Many parents had taken their children out of school in protest at the lessons.

The ABCD of Equality program was launched last September and trialled at 275 schools.

The government said the lessons were to promote equality and deconstruct prejudice.

Education minister Benoit Haman told France Inter radio: “We want to prevent anyone from forming the conviction at school that there would be… jobs and training and diplomas for girls, and jobs and training and diplomas for boys.”

The program was opposed by an alliance including the far-right National Front – who came first in the country’s European elections last month – alongside the Catholic Church and Muslim religious leaders.

Opponents said the lessons were teaching children that there were no differences between boys and girls and that this was dangerous.
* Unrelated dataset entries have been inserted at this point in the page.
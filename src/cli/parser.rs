use clap::{Parser, Subcommand};

/// Command-line interface definition for rStreaks
/// CLI application to track habit streaks with SQLite
#[derive(Parser)]
#[command(
    name = "rstreaks",
    version = env!("CARGO_PKG_VERSION"),
    about = "Track habit streaks with an append-only audit log, backed by SQLite",
    long_about = None
)]
pub struct Cli {
    /// Override database path (useful for tests or custom DB)
    #[arg(global = true, long = "db")]
    pub db: Option<String>,

    /// Run in test mode (no config file update)
    #[arg(global = true, long = "test", hide = true)]
    pub test: bool,

    #[command(subcommand)]
    pub command: Commands,
}

#[derive(Subcommand)]
pub enum Commands {
    /// Initialize the database and configuration
    Init,

    /// Manage the configuration file (view or edit)
    Config {
        #[arg(long = "print", help = "Print the current configuration file")]
        print_config: bool,

        #[arg(long = "check", help = "Check configuration file for missing fields")]
        check: bool,

        #[arg(long = "migrate", help = "Add missing fields to the configuration file")]
        migrate: bool,

        #[arg(
            long = "edit",
            help = "Edit the configuration file (default editor: $EDITOR, or nano/notepad)"
        )]
        edit_config: bool,

        #[arg(
            long = "editor",
            help = "Specify the editor to use (vim, nano, or custom path)"
        )]
        editor: Option<String>,
    },

    /// Manage the database (migrations, integrity checks, etc.)
    Db {
        #[arg(long = "migrate", help = "Run pending database migrations")]
        migrate: bool,

        #[arg(long = "check", help = "Check database integrity and schema version")]
        check: bool,

        #[arg(long = "vacuum", help = "Optimize the database using VACUUM")]
        vacuum: bool,

        #[arg(long = "info", help = "Show database information")]
        info: bool,
    },

    /// List current streaks
    List {
        #[arg(long = "json", help = "Print streaks as JSON")]
        json: bool,
    },

    /// Create a new streak
    Create {
        /// Display title of the streak
        title: String,

        /// Start of the streak (YYYY-MM-DD, "YYYY-MM-DD HH:MM" or RFC 3339)
        #[arg(long = "start", help = "Start date (default: now)")]
        start: Option<String>,

        /// Last reset, for streaks that were already running
        #[arg(long = "last-reset", help = "Last reset date (default: start date)")]
        last_reset: Option<String>,
    },

    /// Reset a streak to zero days
    Reset {
        /// Streak id
        id: i64,

        #[arg(long = "reason", short = 'r', help = "Why the streak was reset (required)")]
        reason: Option<String>,
    },

    /// Delete a streak (its history is kept)
    Del {
        /// Streak id
        id: i64,

        #[arg(
            long = "reason",
            short = 'r',
            help = "Why the streak was deleted (default: its title)"
        )]
        reason: Option<String>,

        #[arg(long = "yes", short = 'y', help = "Do not ask for confirmation")]
        yes: bool,
    },

    /// Print the audit log or the internal log
    Log {
        #[arg(long = "streak", short = 's', help = "Only entries for this streak id")]
        streak: Option<i64>,

        #[arg(long = "json", help = "Print entries as JSON")]
        json: bool,

        #[arg(
            long = "internal",
            conflicts_with_all = ["streak", "json"],
            help = "Print the internal maintenance log instead"
        )]
        internal: bool,
    },
}
//! rStreaks library root.
//! Exposes the CLI parser, the high-level run() function, and the streak
//! lifecycle engine (store, audit log, coordinator) for direct use.

pub mod cli;
pub mod clock;
pub mod config;
pub mod core;
pub mod db;
pub mod errors;
pub mod models;
pub mod ui;
pub mod utils;

use clap::Parser;
use cli::parser::{Cli, Commands};
use config::Config;
use errors::AppResult;

/// Central command dispatcher
pub fn dispatch(cli: &Cli, cfg: &Config) -> AppResult<()> {
    match &cli.command {
        Commands::Init => cli::commands::init::handle(cli),
        Commands::Config { .. } => cli::commands::config::handle(&cli.command, cfg),
        Commands::Db { .. } => cli::commands::db::handle(&cli.command, cfg),
        Commands::List { .. } => cli::commands::list::handle(&cli.command, cfg),
        Commands::Create { .. } => cli::commands::create::handle(&cli.command, cfg),
        Commands::Reset { .. } => cli::commands::reset::handle(&cli.command, cfg),
        Commands::Del { .. } => cli::commands::del::handle(&cli.command, cfg),
        Commands::Log { .. } => cli::commands::log::handle(&cli.command, cfg),
    }
}

/// Entry point used by main.rs
pub fn run() -> AppResult<()> {
    // 1️⃣ parse CLI
    let cli = Cli::parse();

    // 2️⃣ load config once
    let mut cfg = Config::load()?;

    // 3️⃣ command-line DB override
    if let Some(custom_db) = &cli.db {
        cfg.database = Config::resolve_db_path(custom_db)
            .to_string_lossy()
            .to_string();
    }

    dispatch(&cli, &cfg)
}
use crate::errors::{AppError, AppResult};
use chrono::{DateTime, FixedOffset, Local, NaiveDate, NaiveDateTime, TimeZone};

/// Parse a user-supplied timestamp.
///
/// Accepted forms:
/// - RFC 3339 (`2025-01-01T08:30:00+01:00`)
/// - `YYYY-MM-DD HH:MM` in the local timezone
/// - `YYYY-MM-DD` → local midnight
pub fn parse_timestamp(s: &str) -> AppResult<DateTime<FixedOffset>> {
    parse_timestamp_in(s, &Local)
}

/// Same as [`parse_timestamp`], resolving zone-less input in `tz`.
pub fn parse_timestamp_in<Tz: TimeZone>(s: &str, tz: &Tz) -> AppResult<DateTime<FixedOffset>> {
    let s = s.trim();
    if s.is_empty() {
        return Err(AppError::Validation("date must not be empty".into()));
    }

    if let Ok(dt) = DateTime::parse_from_rfc3339(s) {
        return Ok(dt);
    }

    let naive = if let Ok(dt) = NaiveDateTime::parse_from_str(s, "%Y-%m-%d %H:%M") {
        dt
    } else if let Some(d) = parse_date(s) {
        d.and_hms_opt(0, 0, 0)
            .ok_or_else(|| AppError::InvalidDate(s.to_string()))?
    } else {
        return Err(AppError::InvalidDate(s.to_string()));
    };

    // earliest(): on a DST fold take the first instant; a gap has none
    tz.from_local_datetime(&naive)
        .earliest()
        .map(|dt| dt.fixed_offset())
        .ok_or_else(|| AppError::InvalidDate(s.to_string()))
}

pub fn parse_date(s: &str) -> Option<NaiveDate> {
    NaiveDate::parse_from_str(s, "%Y-%m-%d").ok()
}
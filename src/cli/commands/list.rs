use crate::cli::parser::Commands;
use crate::clock::{Clock, SystemClock};
use crate::config::Config;
use crate::core::list::ListLogic;
use crate::errors::AppResult;
use crate::models::Streak;
use crate::ui::messages::header;
use crate::utils::colors::{RESET, color_for_days};
use crate::utils::days_label;
use crate::utils::table::{Column, Table};
use serde::Serialize;

/// JSON row: the stored streak plus its derived day count.
#[derive(Serialize)]
struct StreakView<'a> {
    #[serde(flatten)]
    streak: &'a Streak,
    days: i64,
}

pub fn handle(cmd: &Commands, cfg: &Config) -> AppResult<()> {
    if let Commands::List { json } = cmd {
        let pool = super::open_db(cfg)?;
        let streaks = ListLogic::streaks(&pool)?;
        let now = SystemClock.now();

        if *json {
            let views: Vec<StreakView> = streaks
                .iter()
                .map(|s| StreakView {
                    streak: s,
                    days: s.days_since_reset(now),
                })
                .collect();
            println!("{}", serde_json::to_string_pretty(&views)?);
            return Ok(());
        }

        if streaks.is_empty() {
            println!("No streaks yet. Create one with `rstreaks create <TITLE>`.");
            return Ok(());
        }

        header("Your streaks");

        let mut table = Table::new(vec![
            Column::right("ID"),
            Column::left("Title"),
            Column::left("Start"),
            Column::left("Last reset"),
            Column::right("Streak"),
        ]);

        for s in &streaks {
            table.add_row(vec![
                s.id.to_string(),
                s.title.clone(),
                s.start_date.format(&cfg.date_format).to_string(),
                s.last_reset.format(&cfg.date_format).to_string(),
                days_label(s.days_since_reset(now)),
            ]);
        }

        // colour the day counts after layout: ANSI codes would skew widths
        let rendered = table.render();
        for (i, line) in rendered.lines().enumerate() {
            match i.checked_sub(2).and_then(|r| streaks.get(r)) {
                Some(s) => println!(
                    "{}{}{}",
                    color_for_days(s.days_since_reset(now)),
                    line,
                    RESET
                ),
                None => println!("{line}"),
            }
        }
    }

    Ok(())
}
The government has denied teaching gender theory or that there are no innate differences between boys and girls.

Parents organised school boycotts by text message and up to 40% of pupils were missing in some schools on boycott days.

France’s Minister of Women’s Rights, Najat Vallaud-Belkacem, told France 3 television that the scheme’s replacement would be an “improved” version of the original and would apply to all schools.

Teaching unions have said that fears over the scheme are unfounded but that the hostile reaction to the program has put teachers in a difficult position.

France legalised same-sex marriage last April despite heavy opposition.

Probably as a result of this controversy, homophobic violence rose by 78% this year.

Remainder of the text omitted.